Before, I may have willingly adopted a baby from California or a state with similar laws. I would have taken that baby home and cared for him, feeling love for him grow in my heart even while fear grew there as well. I would have prayed that he would be mine but accepted the risk that he may not be. Now, we’re not sure we will accept such a situation because, now, Rosemarie will be here too. Rosemarie will be meeting that baby, calling him her brother, kissing his cheek good night. We don’t plan to allow Rosie to fall in love with a baby and then have to say goodbye. At only three, she cannot possibly understand and while she would of course overcome the loss, we really don’t want to expose her to it anyway.
Where does this all leave us?
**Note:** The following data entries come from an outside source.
fn parse_handler_ref(handler_ref: &str) -> Option<HandlerRef<'_>> {
    match handler_ref.split_once(':') {
        Some(("log", prefix)) if !prefix.is_empty() => Some(HandlerRef::Log(Some(prefix))),
        None if handler_ref == "log" => Some(HandlerRef::Log(None)),
        _ => None,
    }
}

/// Substitute environment variables in the format ${VAR_NAME}
fn substitute_env_vars(content: &str) -> String {
    ENV_VAR_PATTERN
        .replace_all(content, |caps: &regex::Captures| {
            let var_name = &caps[1];
            match env::var(var_name) {
                Ok(value) => value,
                Err(_) => {
                    debug!(var = %var_name, "Environment variable not set, keeping placeholder");
                    caps[0].to_string()
                }
            }
        })
        .to_string()
}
Well, the downside is that the more you aren’t open to in adoption, the longer it may take to adopt. We aren’t shutting the door on any of these. We have discussed each of them and we are going to take each situation individually. When we do receive a phone call from a birthmother, we will not walk away prematurely. Instead, we will look into the details and make sure it will work for our family.
It often feels strange to make such decisions. If we were having a biological child after all, there wouldn’t be many choices we could make. Alas, this isn’t my favorite part of the adoption process but it is part of it nonetheless. So, as Rosemarie’s mother and Baby #2’s mother, I will make every decision as best as I can for their sake.